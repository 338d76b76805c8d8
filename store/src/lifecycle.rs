use std::sync::Mutex;
use tokio::sync::Notify;

/// Store lifecycle states (spec.md §4.1 "lifecycle"). Callers issuing
/// queries or updates while the store is `Opening` or `Deleting` should
/// await [`Lifecycle::settle`] rather than fail outright.
#[derive(Debug, Clone, Copy, PartialEq, Eq)]
pub enum State {
    Idle,
    Opening,
    Open,
    Error,
    Deleting,
}

pub struct Lifecycle {
    state: Mutex<State>,
    notify: Notify,
}

impl Lifecycle {
    pub fn new() -> Self {
        Self {
            state: Mutex::new(State::Idle),
            notify: Notify::new(),
        }
    }

    pub fn get(&self) -> State {
        *self.state.lock().expect("lifecycle mutex poisoned")
    }

    pub fn set(&self, next: State) {
        *self.state.lock().expect("lifecycle mutex poisoned") = next;
        self.notify.notify_waiters();
    }

    /// Waits until the store leaves a transient state (`Opening`,
    /// `Deleting`) and settles on `Open`, `Idle`, or `Error`.
    pub async fn settle(&self) -> State {
        loop {
            let current = self.get();
            if !matches!(current, State::Opening | State::Deleting) {
                return current;
            }
            self.notify.notified().await;
        }
    }
}

impl Default for Lifecycle {
    fn default() -> Self {
        Self::new()
    }
}

#[cfg(test)]
mod tests {
    use super::*;
    use std::sync::Arc;

    #[tokio::test]
    async fn settle_returns_immediately_once_stable() {
        let lc = Lifecycle::new();
        lc.set(State::Open);
        assert_eq!(lc.settle().await, State::Open);
    }

    #[tokio::test]
    async fn settle_waits_for_a_transient_state_to_resolve() {
        let lc = Arc::new(Lifecycle::new());
        lc.set(State::Opening);
        let waiter = {
            let lc = lc.clone();
            tokio::spawn(async move { lc.settle().await })
        };
        tokio::task::yield_now().await;
        lc.set(State::Open);
        assert_eq!(waiter.await.unwrap(), State::Open);
    }
}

┄┄┄┄┄┄┄┄┄┄

About this task: If a line in the listing has "current" in it, report that line.

Task answer:
            let current = self.get();
            if !matches!(current, State::Opening | State::Deleting) {
                return current;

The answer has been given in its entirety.